◆ **Problem details**: Show every line from the entries that follow which holds the word "sessions".

---- Task inputs

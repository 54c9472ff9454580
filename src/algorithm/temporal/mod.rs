//! Nearest-visit temporal matching
//!
//! This module pairs longitudinal imaging observations with clinical visits.
//! It includes:
//!
//! 1. Typed extraction and validation of the two input tables
//! 2. Removal of average-of-sessions rows and field strength deduplication
//! 3. A per-subject visit index with a deterministic nearest-date lookup
//! 4. Assembly of the merged table in canonical column order
//!
//! Equidistant visits resolve to the earlier visit date, and visits sharing
//! a date resolve to the earliest clinical row.

pub mod config;
pub mod extraction;
pub mod layout;
pub mod matcher;
pub mod preparation;
pub mod types;
pub mod visits;

// Re-export key types
pub use config::{MatcherConfig, MatcherConfigBuilder};
pub use layout::{ColumnSource, OutputColumn, OutputLayout};
pub use matcher::{TemporalMatcher, nearest_match};
pub use preparation::{deduplicate, filter_averages};
pub use types::{MergeResult, MergeStats, Observation, SubjectId, Visit, VisitMatch};
pub use visits::VisitIndex;
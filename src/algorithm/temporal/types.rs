//! Type definitions for the temporal matcher

use std::fmt;
use std::time::Duration;

use chrono::NaiveDate;

use crate::table::Table;

/// Opaque subject key (`RID`), trimmed of surrounding whitespace
pub type SubjectId = String;

/// One imaging row
#[derive(Debug, Clone, PartialEq)]
pub struct Observation {
    /// Row in the imaging table
    pub row: usize,
    /// Subject the scan belongs to
    pub subject: SubjectId,
    /// Acquisition date
    pub scan_date: NaiveDate,
    /// Scanner field strength in tesla, when recorded
    pub field_strength: Option<f64>,
    /// Synthesized average-of-sessions row
    pub is_average: bool,
}

/// One clinical visit row
#[derive(Debug, Clone, PartialEq, Eq)]
pub struct Visit {
    /// Row in the clinical table
    pub row: usize,
    /// Subject the visit belongs to
    pub subject: SubjectId,
    /// Evaluation date
    pub visit_date: NaiveDate,
    /// Visit code such as `bl` or `m12`
    pub visit_code: Option<String>,
}

/// The visit chosen for one retained observation
#[derive(Debug, Clone, PartialEq, Eq)]
pub struct VisitMatch {
    /// Row of the observation in the imaging table
    pub observation_row: usize,
    /// Subject of the observation
    pub subject: SubjectId,
    /// Scan date of the observation
    pub scan_date: NaiveDate,
    /// Row of the matched visit in the clinical table
    pub visit_row: Option<usize>,
    /// Date of the matched visit
    pub visit_date: Option<NaiveDate>,
    /// Code of the matched visit
    pub visit_code: Option<String>,
    /// Absolute distance between scan and visit in days
    pub distance_days: Option<i64>,
}

impl VisitMatch {
    /// Whether a visit was found for the observation's subject
    #[must_use]
    pub const fn is_matched(&self) -> bool {
        self.visit_row.is_some()
    }
}

/// Counters describing one merge run
#[derive(Debug, Clone, Default, PartialEq, Eq)]
pub struct MergeStats {
    /// Rows in the imaging table
    pub observation_rows: usize,
    /// Rows in the clinical table
    pub visit_rows: usize,
    /// Average-of-sessions rows removed
    pub average_rows_dropped: usize,
    /// Lower field strength duplicates removed
    pub duplicate_rows_dropped: usize,
    /// Output rows with a matched visit
    pub matched: usize,
    /// Output rows for subjects without visits
    pub unmatched: usize,
    /// Time taken for the merge
    pub elapsed: Duration,
}

impl MergeStats {
    /// Number of merged rows
    #[must_use]
    pub const fn output_rows(&self) -> usize {
        self.matched + self.unmatched
    }
}

impl fmt::Display for MergeStats {
    fn fmt(&self, f: &mut fmt::Formatter<'_>) -> fmt::Result {
        write!(
            f,
            "{} imaging rows ({} averages, {} duplicates dropped) x {} visits -> {} rows ({} matched, {} without visits) in {:.2?}",
            self.observation_rows,
            self.average_rows_dropped,
            self.duplicate_rows_dropped,
            self.visit_rows,
            self.output_rows(),
            self.matched,
            self.unmatched,
            self.elapsed
        )
    }
}

/// Result of a merge
#[derive(Debug, Clone)]
pub struct MergeResult {
    /// The merged table with canonical column order
    pub merged: Table,
    /// One entry per output row, in output order
    pub matches: Vec<VisitMatch>,
    /// Run counters
    pub stats: MergeStats,
}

--------

◆ **Finished exercise**:
//! 2. Removal of average-of-sessions rows and field strength deduplication
    /// Synthesized average-of-sessions row
    /// Average-of-sessions rows removed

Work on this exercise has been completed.